Without prior investigation, there was little chance at guessing why Delaney's interest was suddenly piqued by that piece of information. Liha had the bulk of the redhead's attention again, however, and a considerably visible amount of admiration. "I've always wanted to learn, never really made the time for it yet though."
It was the sort of comment that always made Liha wonder why humans, who professed such love for their offspring, cared so little about teaching them survival skills. It did not however incline her to correct the omission. "It's a pretty standard skill. If you share a border with Klingons, it's best to know how fight with blades."
"Eh, my grandpa was a boxer, and Dad too before he got married. And we had targets set up over the property for shooting practise but there's not a lot of blade-throwing in the middle of potato fields." Quite aside from the fact that the rambling response countered some of Liha's concerns, there was an abundance of familiarity that Delaney caught somewhere in the recesses of her more rational mind but couldn't seem to find the strings that controlled her mouth in time to stop herself. "Or the middle of a cargo hold, for that matter."
It didn't escape Liha's notice that there was no claim that Delaney had been taught to box or shoot, though the availability of targets perhaps implied that weapons were made available for anyone wishing to use them. Though why one wouldn't also use them for knives, she couldn't fathom. But it wasn't her business. Her only concern was that someone in security on this ship ought to have combat skills. Liha shrugged. "I've practiced in a cargo hold. Target range here works better though - you can throw with one hand and shoot with the other." The statement might have raised eyebrows from some, but to Liha, and the uncle who'd trained her, accurate aim with different weapons against multiple targets was simply a good skill to maintain. Certainly it had been useful during a few boarding actions.
"I think if I'd tried to turn the company's holds into a practise range, I'd have got shouted at more than already tended to happen." Unjustly, of course. A young Delaney had been more than capable of the maintenance tasks she'd carried out on the shuttles without the need for adult supervision but that hadn't made it less a point of friction when she decided to show initiative that threw out the entire day's schedule. Casting her eyes around the sea of faces, Delaney spent the time it took to drain her cup of water to envisage a revamped version of the space once this was all over. Anything that added to the list of energy-burning activities on board was immediately something Delaney was a fan of. "Sounds like we could use you in Security," is what she actually said, fixing the Romulan with a genuine smile of admiration. "Is Engineering your preference?"

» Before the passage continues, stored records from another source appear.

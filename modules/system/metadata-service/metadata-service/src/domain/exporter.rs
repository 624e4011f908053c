//! Exports this application's metadata service over the transport.
//!
//! `export` and `unexport` are idempotent and single-flight: concurrent callers
//! serialize on one async lock and re-check the state after acquiring it. Readers
//! never take that lock; they load an immutable [`ExportedState`] snapshot that is
//! replaced as a whole, so a partially built endpoint list is never observable.

use std::sync::Arc;

use arc_swap::ArcSwap;
use metadata_service_sdk::{
    APPLICATION_KEY, BindSpec, GROUP_KEY, ListenerHandle, METADATA_SERVICE_NAME,
    METADATA_SERVICE_VERSION, METADATA_TYPE_KEY, MetadataServiceClient, MetadataStorage, SIDE_KEY,
    ServiceUrl, VERSION_KEY,
};
use tokio::sync::Mutex;

use super::error::ExportError;
use super::selector::select_endpoint;
use super::service::{MetadataServiceImpl, MetadataServiceInvoker};
use crate::context::AppContext;

pub(crate) const PROVIDER_SIDE: &str = "provider";

struct ExportedEndpoint {
    url: ServiceUrl,
    handle: ListenerHandle,
}

#[derive(Default)]
struct ExportedState {
    exported: bool,
    /// Index 0 is the primary endpoint.
    endpoints: Vec<ExportedEndpoint>,
    service: Option<Arc<MetadataServiceImpl>>,
}

pub struct MetadataServiceExporter {
    ctx: Arc<AppContext>,
    state: ArcSwap<ExportedState>,
    export_lock: Mutex<()>,
}

impl MetadataServiceExporter {
    #[must_use]
    pub fn new(ctx: Arc<AppContext>) -> Self {
        Self {
            ctx,
            state: ArcSwap::from_pointee(ExportedState::default()),
            export_lock: Mutex::new(()),
        }
    }

    #[must_use]
    pub fn is_exported(&self) -> bool {
        self.state.load().exported
    }

    /// Whether a storage strategy is registered under `storage_type`.
    #[must_use]
    pub fn supports(&self, storage_type: &str) -> bool {
        self.ctx.storage_registry().contains(storage_type)
    }

    /// URLs of the last successful export; empty when not exported.
    #[must_use]
    pub fn exported_urls(&self) -> Vec<ServiceUrl> {
        self.state
            .load()
            .endpoints
            .iter()
            .map(|e| e.url.clone())
            .collect()
    }

    /// In-process query surface of the exported metadata service.
    #[must_use]
    pub fn metadata_service(&self) -> Option<Arc<dyn MetadataServiceClient>> {
        self.state
            .load()
            .service
            .clone()
            .map(|s| s as Arc<dyn MetadataServiceClient>)
    }

    /// Export the metadata service. A no-op when already exported.
    ///
    /// # Errors
    ///
    /// Returns `ExportError` if the storage type is unknown, storage preparation
    /// fails, or the endpoint cannot be bound or published. The exporter stays
    /// unexported and holds no listener in that case.
    #[tracing::instrument(skip_all, fields(app = %self.ctx.app_name()))]
    pub async fn export(&self) -> Result<(), ExportError> {
        if self.is_exported() {
            tracing::debug!("Metadata service already exported");
            return Ok(());
        }

        let _export_guard = self.export_lock.lock().await;

        if self.is_exported() {
            tracing::debug!("Metadata service exported by a concurrent caller");
            return Ok(());
        }

        let config = &self.ctx.config().metadata;
        let storage = self
            .ctx
            .storage_registry()
            .create(&config.metadata_type, &self.ctx.storage_context())?;

        let choice = select_endpoint(config, &self.ctx.transport().listeners(), self.ctx.host());
        tracing::debug!(
            protocol = %choice.protocol,
            port = choice.port,
            source = ?choice.source,
            "Metadata service endpoint selected"
        );

        // Bind before prepare: a failed bind must not reach the storage backend.
        let transport = self.ctx.transport();
        let spec = BindSpec::new(&choice.protocol, &choice.host, choice.port).for_metadata();
        let handle = transport.bind(&spec).await?;

        if let Err(err) = storage.prepare(&self.ctx.local_metadata().snapshot()).await {
            transport.unbind(&handle).await;
            return Err(err.into());
        }

        let service = Arc::new(MetadataServiceImpl::new(
            self.ctx.app_name(),
            Arc::clone(&storage),
        ));
        let endpoint = self.publish(handle, storage.as_ref(), &service).await?;

        tracing::info!(
            url = %endpoint.url,
            storage = storage.kind(),
            "Metadata service exported"
        );

        self.state.store(Arc::new(ExportedState {
            exported: true,
            endpoints: vec![endpoint],
            service: Some(service),
        }));
        Ok(())
    }

    /// Publish the metadata service on a bound listener, releasing it on failure.
    async fn publish(
        &self,
        handle: ListenerHandle,
        storage: &dyn MetadataStorage,
        service: &Arc<MetadataServiceImpl>,
    ) -> Result<ExportedEndpoint, ExportError> {
        let transport = self.ctx.transport();
        let url = ServiceUrl::new(
            handle.protocol(),
            handle.host(),
            handle.port(),
            METADATA_SERVICE_NAME,
        )
        .with_param(GROUP_KEY, self.ctx.app_name())
        .with_param(VERSION_KEY, METADATA_SERVICE_VERSION)
        .with_param(SIDE_KEY, PROVIDER_SIDE)
        .with_param(APPLICATION_KEY, self.ctx.app_name())
        .with_param(METADATA_TYPE_KEY, storage.kind());

        let invoker = Arc::new(MetadataServiceInvoker::new(
            Arc::clone(service) as Arc<dyn MetadataServiceClient>
        ));
        if let Err(source) = transport.publish(&handle, &url.service_key(), invoker) {
            transport.unbind(&handle).await;
            return Err(ExportError::Publish {
                address: url.address(),
                source,
            });
        }

        Ok(ExportedEndpoint { url, handle })
    }

    /// Withdraw the metadata service. A no-op when not exported.
    ///
    /// Shared listeners stay open while ordinary services still hold them.
    #[tracing::instrument(skip_all, fields(app = %self.ctx.app_name()))]
    pub async fn unexport(&self) {
        if !self.is_exported() {
            tracing::debug!("Metadata service not exported");
            return;
        }

        let _export_guard = self.export_lock.lock().await;

        let previous = self.state.swap(Arc::new(ExportedState::default()));
        if !previous.exported {
            return;
        }

        let transport = self.ctx.transport();
        for endpoint in &previous.endpoints {
            transport.unpublish(&endpoint.handle, &endpoint.url.service_key());
            transport.unbind(&endpoint.handle).await;
            tracing::info!(url = %endpoint.url, "Metadata service unexported");
        }
    }

    /// Push the current local snapshot to the active storage strategy.
    ///
    /// Called after services exported late; a no-op when not exported.
    ///
    /// # Errors
    ///
    /// Returns `ExportError` if the storage strategy fails to accept the snapshot.
    pub async fn refresh(&self) -> Result<(), ExportError> {
        let _export_guard = self.export_lock.lock().await;
        let Some(service) = self.state.load().service.clone() else {
            return Ok(());
        };
        let snapshot = self.ctx.local_metadata().snapshot();
        tracing::debug!(revision = %snapshot.revision, "Refreshing exported metadata");
        service.storage().prepare(&snapshot).await?;
        Ok(())
    }
}

#[cfg(test)]
#[cfg_attr(coverage_nightly, coverage(off))]
mod tests {
    use super::*;
    use crate::config::ApplicationConfig;
    use crate::infra::transport::InMemoryTransport;
    use async_trait::async_trait;
    use metadata_service_sdk::{Invocation, ServiceInvoker, Transport};
    use tracing_test::traced_test;

    struct Squatter;

    #[async_trait]
    impl ServiceInvoker for Squatter {
        async fn invoke(&self, _invocation: Invocation) -> anyhow::Result<serde_json::Value> {
            Ok(serde_json::Value::Null)
        }
    }

    fn exporter_with(transport: Arc<InMemoryTransport>) -> MetadataServiceExporter {
        let config = ApplicationConfig {
            name: "unit-app".to_owned(),
            ..ApplicationConfig::default()
        };
        let ctx = AppContext::builder(config)
            .transport(transport as Arc<dyn Transport>)
            .build();
        MetadataServiceExporter::new(ctx)
    }

    #[tokio::test]
    #[traced_test]
    async fn test_export_logs_and_sets_state() {
        let transport = Arc::new(InMemoryTransport::new());
        let exporter = exporter_with(Arc::clone(&transport));

        exporter.export().await.unwrap();

        assert!(exporter.is_exported());
        let urls = exporter.exported_urls();
        assert_eq!(urls.len(), 1);
        assert_eq!(urls[0].path(), METADATA_SERVICE_NAME);
        assert_eq!(urls[0].group(), Some("unit-app"));
        assert_eq!(urls[0].param(METADATA_TYPE_KEY), Some("local"));
        assert_ne!(urls[0].port(), 0);
        assert!(logs_contain("Metadata service exported"));
    }

    #[tokio::test]
    async fn test_publish_failure_releases_listener() {
        let transport = Arc::new(InMemoryTransport::new());
        let exporter = exporter_with(Arc::clone(&transport));

        // Take the metadata service key on the port the exporter will share.
        let handle = transport
            .bind(&BindSpec::new("dubbo", "127.0.0.1", 2002))
            .await
            .unwrap();
        let key = ServiceUrl::new("dubbo", "127.0.0.1", 2002, METADATA_SERVICE_NAME)
            .with_param(GROUP_KEY, "unit-app")
            .with_param(VERSION_KEY, METADATA_SERVICE_VERSION)
            .service_key();
        transport.publish(&handle, &key, Arc::new(Squatter)).unwrap();

        let err = exporter.export().await.unwrap_err();
        assert!(matches!(err, ExportError::Publish { .. }));
        assert!(!exporter.is_exported());
        assert!(exporter.exported_urls().is_empty());

        let listeners = transport.listeners();
        assert_eq!(listeners.len(), 1);
        assert_eq!(transport.ref_count(2002), Some(1));
    }

    #[tokio::test]
    async fn test_refresh_is_noop_when_not_exported() {
        let exporter = exporter_with(Arc::new(InMemoryTransport::new()));
        exporter.refresh().await.unwrap();
        assert!(exporter.metadata_service().is_none());
    }
}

In Liha's opinion, security here probably could use her but she saw no reason to join it formally - she'd been perfectly effective against their last boarders without any such designation. "I was in the Galae. Everyone is trained to fight and expected to be able to handle themselves in combat," she stated non-challantly. "Engineering is where I fit here." Her preference was being a fighter pilot - she'd loved that - but it would be hard to remain far enough under the radar to avoid drawing Tal'Shiar attention if she went back to that. Not that she was going to share that with a human she barely knew.
Her name shouted from the middle of the dancefloor drew Delaney's attention, followed promptly by the crumpled amusement of a puzzled frown. The hand waves were insistent, however, and since she wouldn't put it past the culprit to intentionally drag her into whatever clown show was about to eventuate, Laney offered Liha an apologetic smile and gestured towards the crowd. "You sure you don't want to join us?"
'!00%," the Romulan replied with a firm nod, and walked off to find another barely-stronger-than-soda drink with the air of someone finally released from mandated community service.